Therapy based on the principles of cognitive behaviorism
The goal of cognitive behavioral therapy (CBT), a form of talk therapy, is to help patients improve their mental health by recognizing the interconnectedness of their thoughts, emotions, and bodily sensations. Historically, it has been used with great success to treat a wide variety of mental health conditions, including anxiety and depression.
Treatment in a group setting
Sharing your problems with people you don’t know may seem scary, but that’s exactly where the power of group CBT lies. The ability to empathize with the difficulties of others is a key to overcoming your own. It’s reassuring because you can see yourself reflected in the experiences of those you’re listening to.
To put it simply, interpersonal therapy (IPT) is a subset of psychotherapy that aims to improve communication and understanding between patients and their closest personal relationships. Many of our psychological issues, according to this approach, have their origins in our relationships with other people.
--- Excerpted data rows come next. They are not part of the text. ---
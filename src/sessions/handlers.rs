use axum::{
    extract::{Path, State},
    http::StatusCode,
    routing::get,
    Json, Router,
};
use tracing::{error, instrument, warn};

use crate::{
    app::store_rejection,
    auth::jwt::AuthUser,
    sessions::{dto::SessionInput, repo_types::Session},
    state::AppState,
};

pub fn session_routes() -> Router<AppState> {
    Router::new()
        .route("/sessions", get(list_sessions).put(save_session))
        .route("/sessions/:id", get(get_session))
}

#[instrument(skip(state))]
pub async fn list_sessions(
    State(state): State<AppState>,
    AuthUser(email): AuthUser,
) -> Result<Json<Vec<Session>>, (StatusCode, String)> {
    let sessions =
        Session::list_by_owner(state.store.as_ref(), &state.config.tables.sessions, &email)
            .await
            .map_err(|e| {
                error!(error = %e, email = %email, "list sessions failed");
                store_rejection(e)
            })?;
    Ok(Json(sessions))
}

#[instrument(skip(state))]
pub async fn get_session(
    State(state): State<AppState>,
    AuthUser(email): AuthUser,
    Path(id): Path<String>,
) -> Result<Json<Session>, (StatusCode, String)> {
    let session = Session::find_by_id(
        state.store.as_ref(),
        &state.config.tables.sessions,
        &id,
        &email,
    )
    .await
    .map_err(|e| {
        warn!(error = %e, %id, email = %email, "get session failed");
        store_rejection(e)
    })?;
    Ok(Json(session))
}

#[instrument(skip(state, input))]
pub async fn save_session(
    State(state): State<AppState>,
    AuthUser(email): AuthUser,
    Json(input): Json<SessionInput>,
) -> Result<Json<Session>, (StatusCode, String)> {
    let session = Session::upsert(
        state.store.as_ref(),
        &state.config.tables.sessions,
        input.into_session(email),
    )
    .await
    .map_err(|e| {
        error!(error = %e, "save session failed");
        store_rejection(e)
    })?;
    Ok(Json(session))
}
Researchers have found that it’s just as effective as medication for treating depression.
Clinical Procedures in Psychodynamic Therapy
Psychodynamic Therapy, in contrast to CBT and IPT, is predicated on Freudian psychoanalysis to effect change in the client. Due to its less rigid structure, treatment for severe cases of depression can last anywhere from one year to several.
It is possible to treat depression without resorting to medication in many instances. Antidepressants aren’t the answer for everyone, but they can help when the patient’s quality of life is being negatively impacted to the point where they can’t work or take care of their responsibilities and no other options exist.
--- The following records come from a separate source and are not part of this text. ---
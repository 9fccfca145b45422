use axum::{
    extract::{FromRef, FromRequestParts},
    http::{request::Parts, StatusCode},
};
use jsonwebtoken::{
    decode, decode_header, encode, errors::ErrorKind, Algorithm, DecodingKey, EncodingKey, Header,
    Validation,
};
use time::{Duration, OffsetDateTime};
use tracing::{debug, warn};

use super::claims::Claims;
use crate::state::AppState;

const BEARER_PREFIX: &str = "Bearer ";

#[derive(Debug, thiserror::Error)]
pub enum TokenError {
    #[error("signing secret is empty")]
    EmptySecret,
    #[error("token lifetime of {0} minutes is out of range")]
    TtlOutOfRange(i64),
    #[error("token signing failed: {0}")]
    Signing(#[from] jsonwebtoken::errors::Error),
}

/// Why an Authorization header was rejected, in the order the checks run.
#[derive(Debug, Clone, Copy, PartialEq, Eq, thiserror::Error)]
pub enum ValidationError {
    #[error("no valid Authorization token in request")]
    MissingToken,
    #[error("authorization token is not a valid Bearer token")]
    WrongScheme,
    #[error("token signature could not be verified")]
    BadSignature,
    #[error("token has expired")]
    Expired,
    #[error("token claims are malformed")]
    MalformedClaims,
    #[error("invalid authorization token")]
    InvalidToken,
}

/// A freshly signed token together with the instant callers should treat as
/// its expiry.
#[derive(Debug, Clone)]
pub struct IssuedToken {
    pub token: String,
    pub expires_at: OffsetDateTime,
}

/// HS256 keys plus the token lifetime.
#[derive(Clone)]
pub struct JwtKeys {
    encoding: EncodingKey,
    decoding: DecodingKey,
    ttl_minutes: i64,
    empty_secret: bool,
}

impl FromRef<AppState> for JwtKeys {
    fn from_ref(state: &AppState) -> Self {
        let cfg = &state.config.jwt;
        Self::new(cfg.secret.as_bytes(), cfg.ttl_minutes)
    }
}

impl JwtKeys {
    pub fn new(secret: &[u8], ttl_minutes: i64) -> Self {
        Self {
            encoding: EncodingKey::from_secret(secret),
            decoding: DecodingKey::from_secret(secret),
            ttl_minutes,
            empty_secret: secret.is_empty(),
        }
    }

    pub fn issue(&self, email: &str) -> Result<IssuedToken, TokenError> {
        if self.empty_secret {
            return Err(TokenError::EmptySecret);
        }
        let now = OffsetDateTime::now_utc();
        let expires_at = self
            .ttl_minutes
            .checked_mul(60)
            .and_then(|secs| now.checked_add(Duration::seconds(secs)))
            .ok_or(TokenError::TtlOutOfRange(self.ttl_minutes))?;
        let claims = Claims {
            email: Some(email.to_string()),
            iat: now.unix_timestamp(),
            exp: expires_at.unix_timestamp(),
        };
        let token = encode(&Header::new(Algorithm::HS256), &claims, &self.encoding)?;
        debug!(email = %email, expires_at = %expires_at, "jwt signed");
        Ok(IssuedToken { token, expires_at })
    }

    /// Checks an `Authorization` header value and returns the identity claim.
    pub fn validate(&self, authorization: Option<&str>) -> Result<String, ValidationError> {
        let header = match authorization {
            Some(h) if !h.is_empty() => h,
            _ => return Err(ValidationError::MissingToken),
        };
        let token = header
            .strip_prefix(BEARER_PREFIX)
            .ok_or(ValidationError::WrongScheme)?;

        // A header that does not decode means the token was mangled, not that
        // its claims are off.
        decode_header(token).map_err(|_| ValidationError::BadSignature)?;

        let mut validation = Validation::new(Algorithm::HS256);
        validation.leeway = 0;
        let data = decode::<Claims>(token, &self.decoding, &validation).map_err(|e| {
            let reason = match e.kind() {
                ErrorKind::ExpiredSignature => ValidationError::Expired,
                ErrorKind::Json(_)
                | ErrorKind::Base64(_)
                | ErrorKind::Utf8(_)
                | ErrorKind::MissingRequiredClaim(_) => ValidationError::MalformedClaims,
                _ => ValidationError::BadSignature,
            };
            warn!(error = %e, ?reason, "jwt rejected");
            reason
        })?;

        match data.claims.email {
            Some(email) if !email.is_empty() => {
                debug!(email = %email, "jwt verified");
                Ok(email)
            }
            _ => Err(ValidationError::InvalidToken),
        }
    }
}

/// Identity recovered from a valid bearer token.
pub struct AuthUser(pub String);

#[axum::async_trait]
impl<S> FromRequestParts<S> for AuthUser
where
    S: Send + Sync,
    JwtKeys: FromRef<S>,
{
    type Rejection = (StatusCode, String);

    async fn from_request_parts(parts: &mut Parts, state: &S) -> Result<Self, Self::Rejection> {
        let keys = JwtKeys::from_ref(state);
        let auth_header = parts
            .headers
            .get(axum::http::header::AUTHORIZATION)
            .and_then(|v| v.to_str().ok());

        match keys.validate(auth_header) {
            Ok(email) => Ok(AuthUser(email)),
            Err(reason) => {
                warn!(%reason, "unauthorized request");
                Err((StatusCode::UNAUTHORIZED, reason.to_string()))
            }
        }
    }
}

#[cfg(test)]
mod tests {
    use super::*;
    use serde_json::json;

    fn keys() -> JwtKeys {
        JwtKeys::new(b"dev-secret", 5)
    }

    fn bearer(token: &str) -> String {
        format!("Bearer {token}")
    }

    fn sign_raw(claims: serde_json::Value, secret: &[u8]) -> String {
        encode(
            &Header::new(Algorithm::HS256),
            &claims,
            &EncodingKey::from_secret(secret),
        )
        .expect("sign raw claims")
    }

    fn far_future() -> i64 {
        (OffsetDateTime::now_utc() + Duration::hours(1)).unix_timestamp()
    }

    #[test]
    fn issue_then_validate_returns_identity() {
        let keys = keys();
        let issued = keys.issue("a@x.com").expect("issue");
        assert!(!issued.token.is_empty());
        assert_eq!(issued.token.split('.').count(), 3);
        let email = keys.validate(Some(&bearer(&issued.token))).expect("validate");
        assert_eq!(email, "a@x.com");
    }

    #[test]
    fn expiry_is_now_plus_ttl() {
        let before = OffsetDateTime::now_utc();
        let issued = keys().issue("a@x.com").expect("issue");
        let after = OffsetDateTime::now_utc();
        assert!(issued.expires_at >= before + Duration::minutes(5));
        assert!(issued.expires_at <= after + Duration::minutes(5));
    }

    #[test]
    fn empty_secret_cannot_sign() {
        let err = JwtKeys::new(b"", 5).issue("a@x.com").unwrap_err();
        assert!(matches!(err, TokenError::EmptySecret));
    }

    #[test]
    fn oversized_ttl_is_an_error_not_a_panic() {
        for ttl in [i64::MAX, i64::MIN, 1_000_000_000_000_000] {
            let err = JwtKeys::new(b"dev-secret", ttl).issue("a@x.com").unwrap_err();
            assert!(matches!(err, TokenError::TtlOutOfRange(t) if t == ttl));
        }
    }

    #[test]
    fn missing_or_empty_header_is_missing_token() {
        assert_eq!(keys().validate(None), Err(ValidationError::MissingToken));
        assert_eq!(keys().validate(Some("")), Err(ValidationError::MissingToken));
    }

    #[test]
    fn other_schemes_are_rejected() {
        assert_eq!(
            keys().validate(Some("Token abc")),
            Err(ValidationError::WrongScheme)
        );
        let issued = keys().issue("a@x.com").unwrap();
        assert_eq!(
            keys().validate(Some(&format!("bearer {}", issued.token))),
            Err(ValidationError::WrongScheme)
        );
    }

    #[test]
    fn token_from_another_secret_has_bad_signature() {
        let issued = JwtKeys::new(b"other-secret", 5).issue("a@x.com").unwrap();
        assert_eq!(
            keys().validate(Some(&bearer(&issued.token))),
            Err(ValidationError::BadSignature)
        );
    }

    #[test]
    fn tampered_or_garbage_tokens_have_bad_signature() {
        let forged = sign_raw(json!({"email": "b@x.com", "iat": 0, "exp": far_future()}), b"x");
        let forged_claims = forged.split('.').nth(1).unwrap().to_string();
        let issued = keys().issue("a@x.com").unwrap();
        let mut parts: Vec<&str> = issued.token.split('.').collect();
        parts[1] = &forged_claims;
        let tampered = parts.join(".");
        assert_eq!(
            keys().validate(Some(&bearer(&tampered))),
            Err(ValidationError::BadSignature)
        );
        assert_eq!(
            keys().validate(Some("Bearer not.a.jwt")),
            Err(ValidationError::BadSignature)
        );
        assert_eq!(
            keys().validate(Some("Bearer ")),
            Err(ValidationError::BadSignature)
        );
    }

    #[test]
    fn expired_token_is_rejected() {
        let issued = JwtKeys::new(b"dev-secret", -5).issue("a@x.com").unwrap();
        assert_eq!(
            keys().validate(Some(&bearer(&issued.token))),
            Err(ValidationError::Expired)
        );
    }

    #[test]
    fn wrongly_typed_claims_are_malformed() {
        let token = sign_raw(json!({"email": 42, "iat": 0, "exp": far_future()}), b"dev-secret");
        assert_eq!(
            keys().validate(Some(&bearer(&token))),
            Err(ValidationError::MalformedClaims)
        );
        let no_exp = sign_raw(json!({"email": "a@x.com"}), b"dev-secret");
        assert_eq!(
            keys().validate(Some(&bearer(&no_exp))),
            Err(ValidationError::MalformedClaims)
        );
    }

    #[test]
    fn token_without_identity_claim_is_invalid() {
        let token = sign_raw(json!({"iat": 0, "exp": far_future()}), b"dev-secret");
        assert_eq!(
            keys().validate(Some(&bearer(&token))),
            Err(ValidationError::InvalidToken)
        );
    }
}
Various Medications Used To Treat Depression
Curative Practices Within the Arts
Complementary therapies include creative-based and other arts-based approaches. Whether it’s music, painting, or writing, engaging in an activity that you enjoy can have a profound effect on your health and happiness. Gaining that sense of accomplishment after finishing a project can have a significant impact on how quickly you get better.
Buddhism is the origin of the practice of mindfulness. It’s often misunderstood as a mere meditation technique when, in fact, it’s more of a way of life. Mindfulness is a practice that can be applied to anything. Particularly helpful for depression, however, is keeping track of how you feel as a result of normal activities.
Hypnotherapy’s ability to influence the unconscious has made it increasingly popular in recent years. Unlike other treatments like IPT and CBT, hypnotherapy often only requires one session to achieve the same results. One group received only cognitive behavioral therapy (CBT), while the other received CBT plus hypnosis in a 1995 study’s control group. The study concluded that patients who underwent both hypnosis and CBT fared better than those who only underwent CBT. Faster and more complete recovery from self-limiting beliefs and traumatic experiences is facilitated by getting to the bottom of what’s triggering negative emotions.
Help from Peers
While not technically a treatment method, having a strong peer support system is essential to a full and speedy recovery. Thanks to the internet and social media, it’s easier than ever to meet people who share your interests, no matter where they may be located. Join Facebook groups and other online forums, but don’t forget about the resources right in your backyard and the people you already know who are willing to lend a hand.
Techniques of Craniosacral Therapy
Craniosacral therapy (CST) is a holistic approach that targets the subtle energy fields of the body. It involves both energy and physical labor. Emotional blockages within the body can be released as the practitioner applies a very light touch. Even though it isn’t yet widely accepted as a treatment for depression, it’s getting a lot of buzz for its potential benefits.